Only one portion of the data is to be written out: from the line bearing "runner in turn." through the line bearing "use crate::options::RunOptions;". Write it exactly as it appears.
# # # # # # #
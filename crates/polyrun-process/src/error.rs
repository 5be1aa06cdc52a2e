//! Error types for child process execution

use thiserror::Error;

/// Failures while launching, waiting on or terminating an interpreter process.
///
/// A non-zero exit, a timeout or a kill are not errors; they are reported in
/// [`ProcessOutcome`](crate::ProcessOutcome).
#[derive(Error, Debug)]
pub enum ProcessError {
    #[error("Failed to spawn '{program}': {source}")]
    Spawn {
        program: String,
        #[source]
        source: std::io::Error,
    },

    #[error("Failed to wait for '{program}': {source}")]
    Wait {
        program: String,
        #[source]
        source: std::io::Error,
    },

    #[error("Process tree setup failed: {reason}")]
    TreeSetup { reason: String },
}

impl ProcessError {
    /// True when the interpreter executable itself could not be found.
    #[must_use]
    pub fn is_not_found(&self) -> bool {
        matches!(self, Self::Spawn { source, .. } if source.kind() == std::io::ErrorKind::NotFound)
    }
}
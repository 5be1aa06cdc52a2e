//! Reachability probes and downloads for the network runner.

use std::fs::File;
use std::io;
use std::path::Path;
use std::time::Duration;

use once_cell::sync::OnceCell;
use polyrun_config::NetworkConfig;
use reqwest::StatusCode;
use reqwest::blocking::{Client, RequestBuilder};
use tracing::debug;

use crate::error::RunnerError;

/// The "is URL reachable" and "download URL to file" facilities.
pub trait UrlFetcher: Send + Sync {
    /// Lightweight probe; any failure counts as unreachable.
    fn is_reachable(&self, url: &str) -> bool;

    /// Download `url` into `dest`, returning the number of bytes written.
    fn download(&self, url: &str, dest: &Path) -> Result<u64, RunnerError>;
}

/// [`UrlFetcher`] over a blocking reqwest client.
///
/// The client is built on first use, so constructing a registry never opens
/// sockets or loads TLS roots.
pub struct HttpFetcher {
    probe_timeout: Duration,
    download_timeout: Duration,
    use_proxy: bool,
    client: OnceCell<Client>,
}

impl HttpFetcher {
    #[must_use]
    pub fn new(config: &NetworkConfig) -> Self {
        Self {
            probe_timeout: config.probe_timeout(),
            download_timeout: config.download_timeout(),
            use_proxy: config.use_proxy(),
            client: OnceCell::new(),
        }
    }

    fn client(&self) -> Result<&Client, reqwest::Error> {
        self.client.get_or_try_init(|| {
            let mut builder = Client::builder()
                .connect_timeout(self.probe_timeout)
                .use_rustls_tls();
            if !self.use_proxy {
                builder = builder.no_proxy();
            }
            builder.build()
        })
    }

    fn request_status(&self, request: RequestBuilder, url: &str, method: &str) -> Option<StatusCode> {
        match request.timeout(self.probe_timeout).send() {
            Ok(response) => {
                let status = response.status();
                debug!(url = %url, method = method, status = %status, "Checked remote script");
                Some(status)
            }
            Err(e) => {
                debug!(url = %url, method = method, error = %e, "Remote script check failed");
                None
            }
        }
    }
}

/// Servers that refuse `HEAD` itself get asked again with `GET`.
fn needs_get_fallback(status: StatusCode) -> bool {
    matches!(
        status,
        StatusCode::METHOD_NOT_ALLOWED | StatusCode::NOT_IMPLEMENTED
    )
}

impl UrlFetcher for HttpFetcher {
    fn is_reachable(&self, url: &str) -> bool {
        let client = match self.client() {
            Ok(client) => client,
            Err(e) => {
                debug!(error = %e, "HTTP client unavailable");
                return false;
            }
        };
        let Some(status) = self.request_status(client.head(url), url, "HEAD") else {
            return false;
        };
        if needs_get_fallback(status) {
            return self
                .request_status(client.get(url), url, "GET")
                .is_some_and(|status| status.is_success());
        }
        status.is_success()
    }

    fn download(&self, url: &str, dest: &Path) -> Result<u64, RunnerError> {
        let network = |reason: String| RunnerError::Network {
            url: url.to_string(),
            reason,
        };
        let client = self.client().map_err(|e| network(e.to_string()))?;
        let mut response = client
            .get(url)
            .timeout(self.download_timeout)
            .send()
            .and_then(|r| r.error_for_status())
            .map_err(|e| network(e.to_string()))?;
        let mut file = File::create(dest).map_err(|e| RunnerError::io(dest, e))?;
        let written = io::copy(&mut response, &mut file).map_err(|e| RunnerError::io(dest, e))?;
        debug!(url = %url, bytes = written, dest = %dest.display(), "Downloaded remote script");
        Ok(written)
    }
}

#[cfg(test)]
mod tests {
    use super::*;
    use std::io::{BufRead, BufReader, Write};
    use std::net::{TcpListener, TcpStream};
    use std::sync::{Arc, Mutex};
    use std::thread;

    /// Minimal HTTP/1.1 server: `/any` answers every method, `/get-only`
    /// refuses HEAD with 405, everything else is 404.
    fn serve() -> (String, Arc<Mutex<Vec<String>>>) {
        let listener = TcpListener::bind("127.0.0.1:0").unwrap();
        let base = format!("http://{}", listener.local_addr().unwrap());
        let seen = Arc::new(Mutex::new(Vec::new()));
        let log = Arc::clone(&seen);
        thread::spawn(move || {
            for stream in listener.incoming().flatten() {
                answer(stream, &log);
            }
        });
        (base, seen)
    }

    fn answer(mut stream: TcpStream, log: &Mutex<Vec<String>>) {
        let mut reader = BufReader::new(stream.try_clone().unwrap());
        let mut request_line = String::new();
        reader.read_line(&mut request_line).unwrap();
        let mut header = String::new();
        while reader.read_line(&mut header).unwrap() > 2 {
            header.clear();
        }
        let mut parts = request_line.split_whitespace();
        let method = parts.next().unwrap_or_default().to_string();
        let path = parts.next().unwrap_or_default().to_string();
        let status = match (method.as_str(), path.as_str()) {
            (_, "/any") | ("GET", "/get-only") => "200 OK",
            ("HEAD", "/get-only") => "405 Method Not Allowed",
            _ => "404 Not Found",
        };
        log.lock().unwrap().push(format!("{method} {path}"));
        write!(
            stream,
            "HTTP/1.1 {status}\r\nContent-Length: 0\r\nConnection: close\r\n\r\n"
        )
        .unwrap();
    }

    fn fetcher() -> HttpFetcher {
        HttpFetcher::new(&NetworkConfig {
            use_proxy: Some(false),
            ..NetworkConfig::default()
        })
    }

    #[test]
    fn test_get_fallback_only_when_head_is_refused() {
        let (base, seen) = serve();
        let fetcher = fetcher();

        assert!(fetcher.is_reachable(&format!("{base}/any")));
        assert!(fetcher.is_reachable(&format!("{base}/get-only")));
        assert!(!fetcher.is_reachable(&format!("{base}/missing")));

        assert_eq!(
            *seen.lock().unwrap(),
            vec!["HEAD /any", "HEAD /get-only", "GET /get-only", "HEAD /missing"]
        );
    }

    #[test]
    fn test_fallback_statuses() {
        assert!(needs_get_fallback(StatusCode::METHOD_NOT_ALLOWED));
        assert!(needs_get_fallback(StatusCode::NOT_IMPLEMENTED));
        assert!(!needs_get_fallback(StatusCode::NOT_FOUND));
        assert!(!needs_get_fallback(StatusCode::OK));
    }
}
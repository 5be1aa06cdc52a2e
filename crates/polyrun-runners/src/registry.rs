//! Runner registry and identifier resolution.
//!
//! The registry owns every runner constructed at startup, in registration
//! order, and answers "who runs this?" by asking each active runner in turn.
//! Order is a precedence contract: dispatchers for specially named
//! containers come before generic ones, so a runnable jar is never claimed
//! by the plain zip runner.
//!
//! Runners are created from an explicit table of factory functions
//! ([`factory`]). Location adapters need to resolve inner scripts through the
//! registry that owns them, so factories receive a [`RegistryContext`] with a
//! weak [`RegistryHandle`] back to it.

use std::env;
use std::ffi::OsString;
use std::path::{Path, PathBuf};
use std::sync::{Arc, Weak};

use polyrun_config::Config;
use polyrun_utils::bundle::{self, BundlePaths};
use polyrun_utils::exit_codes::codes;
use serde::Serialize;
use tracing::{debug, error, info};

use crate::backends::lua::LuaInterpreter;
use crate::contract::ScriptRunner;
use crate::invalid::InvalidRunner;
use crate::location::fetcher::{HttpFetcher, UrlFetcher};
use crate::location::looks_like_url;
use crate::options::RunOptions;

/// Weak reference from a runner back to the registry that owns it.
///
/// Once the registry is gone every query answers "nothing".
#[derive(Clone, Default)]
pub struct RegistryHandle(Weak<RunnerRegistry>);

impl RegistryHandle {
    #[must_use]
    pub fn upgrade(&self) -> Option<Arc<RunnerRegistry>> {
        self.0.upgrade()
    }

    #[must_use]
    pub fn active_runners(&self) -> Vec<Arc<dyn ScriptRunner>> {
        self.upgrade()
            .map(|registry| registry.active_runners())
            .unwrap_or_default()
    }

    #[must_use]
    pub fn find_runner(&self, identifier: &str) -> Option<Arc<dyn ScriptRunner>> {
        self.upgrade()?.find_runner(identifier)
    }
}

/// Shared services handed to runner factories.
pub struct RegistryContext {
    pub registry: RegistryHandle,
    pub config: Arc<Config>,
    pub bundle: Arc<BundlePaths>,
    pub fetcher: Arc<dyn UrlFetcher>,
    pub lua: Arc<LuaInterpreter>,
}

pub type Factory = fn(&RegistryContext) -> Arc<dyn ScriptRunner>;
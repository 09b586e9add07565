//! Loop extraction over generated WAV files

mod helpers;

use helpers::{generate_test_wav, AudioConfig, RecordingExecutor, TestDirs};
use slush_vaporizer::audio::decode_audio_file;
use slush_vaporizer::loops::{extract_loop, select_loop_window};
use slush_vaporizer::options::{LoopDetection, ProcessingOptions};
use slush_vaporizer::pipeline::PipelineRunner;
use std::sync::Arc;

/// 40 s at 8 kHz, silent apart from one loud second at 35 s
fn late_burst() -> AudioConfig {
    AudioConfig {
        duration_seconds: 40.0,
        sample_rate: 8000,
        bed_amplitude: 0.0,
        burst: Some((35.0, 1.0, 0.5)),
    }
}

#[test]
fn test_window_lands_on_late_burst() {
    let dirs = TestDirs::new();
    let path = generate_test_wav(&dirs.uploads.join("burst.wav"), &late_burst()).unwrap();
    let audio = decode_audio_file(&path).unwrap();
    assert_eq!(audio.samples.len(), 320_000);

    // Frames 14 and 15 both cover the burst fully; the earlier one wins
    let window = select_loop_window(&audio.samples, audio.sample_rate, 5.0).unwrap();
    assert_eq!(window, 280_000..320_000);
}

#[test]
fn test_short_track_searches_from_start() {
    let dirs = TestDirs::new();
    let config = AudioConfig {
        duration_seconds: 12.0,
        sample_rate: 8000,
        bed_amplitude: 0.0,
        burst: Some((4.0, 1.0, 0.5)),
    };
    let path = generate_test_wav(&dirs.uploads.join("short.wav"), &config).unwrap();
    let audio = decode_audio_file(&path).unwrap();

    // L = 16000, hop = 8000; frames 4 and 5 both cover [32000, 40000)
    let window = select_loop_window(&audio.samples, audio.sample_rate, 2.0).unwrap();
    assert_eq!(window, 32_000..48_000);
}

#[test]
fn test_extract_loop_writes_window() {
    let dirs = TestDirs::new();
    let path = generate_test_wav(&dirs.uploads.join("burst.wav"), &late_burst()).unwrap();

    let loop_path = extract_loop(&path, &dirs.outputs, 5.0)
        .applied()
        .expect("Loop extraction should succeed");

    let name = loop_path.file_name().unwrap().to_string_lossy().into_owned();
    assert!(name.starts_with("loop_") && name.ends_with(".wav"), "name was {}", name);

    let reader = hound::WavReader::open(&loop_path).unwrap();
    assert_eq!(reader.spec().sample_rate, 8000);
    assert_eq!(reader.spec().channels, 1);
    assert_eq!(reader.len(), 40_000);
}

#[test]
fn test_loop_detection_in_pipeline_feeds_first_effect() {
    let dirs = TestDirs::new();
    let input = generate_test_wav(&dirs.uploads.join("burst.wav"), &late_burst()).unwrap();
    let output = dirs.outputs.join("out.wav");

    let executor = Arc::new(RecordingExecutor::new());
    let runner = PipelineRunner::new(executor.clone());
    let options = ProcessingOptions {
        loop_detection: Some(LoopDetection {
            enabled: true,
            duration_seconds: 5.0,
        }),
        ..Default::default()
    };

    runner.run(&input, &output, &options).unwrap();

    let calls = executor.calls();
    assert_eq!(calls.len(), 1);
    let first_input = calls[0].input.file_name().unwrap().to_string_lossy().into_owned();
    assert!(first_input.starts_with("loop_"));
    assert!(!calls[0].input.exists(), "Loop file is removed after the run");

    let reader = hound::WavReader::open(&output).unwrap();
    assert_eq!(reader.len(), 40_000);
}

#[test]
fn test_undecodable_input_skips_loop_detection() {
    let dirs = TestDirs::new();
    let input = dirs.upload("broken.wav", b"definitely not audio");
    let output = dirs.outputs.join("out.wav");

    let executor = Arc::new(RecordingExecutor::new());
    let runner = PipelineRunner::new(executor.clone());
    let options = ProcessingOptions {
        loop_detection: Some(LoopDetection {
            enabled: true,
            duration_seconds: 5.0,
        }),
        ..Default::default()
    };

    runner.run(&input, &output, &options).unwrap();

    assert_eq!(executor.calls()[0].input, input);
    assert_eq!(std::fs::read(&output).unwrap(), b"definitely not audio");
}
# # # # # # #
Task response:
//! order, and answers "who runs this?" by asking each active runner in turn.
//! Order is a precedence contract: dispatchers for specially named
//! containers come before generic ones, so a runnable jar is never claimed
//! by the plain zip runner.
//!
//! Runners are created from an explicit table of factory functions
//! ([`factory`]). Location adapters need to resolve inner scripts through the
//! registry that owns them, so factories receive a [`RegistryContext`] with a
//! weak [`RegistryHandle`] back to it.

use std::env;
use std::ffi::OsString;
use std::path::{Path, PathBuf};
use std::sync::{Arc, Weak};

use polyrun_config::Config;
use polyrun_utils::bundle::{self, BundlePaths};
use polyrun_utils::exit_codes::codes;
use serde::Serialize;
use tracing::{debug, error, info};

use crate::backends::lua::LuaInterpreter;
use crate::contract::ScriptRunner;
use crate::invalid::InvalidRunner;
use crate::location::fetcher::{HttpFetcher, UrlFetcher};
use crate::location::looks_like_url;
use crate::options::RunOptions;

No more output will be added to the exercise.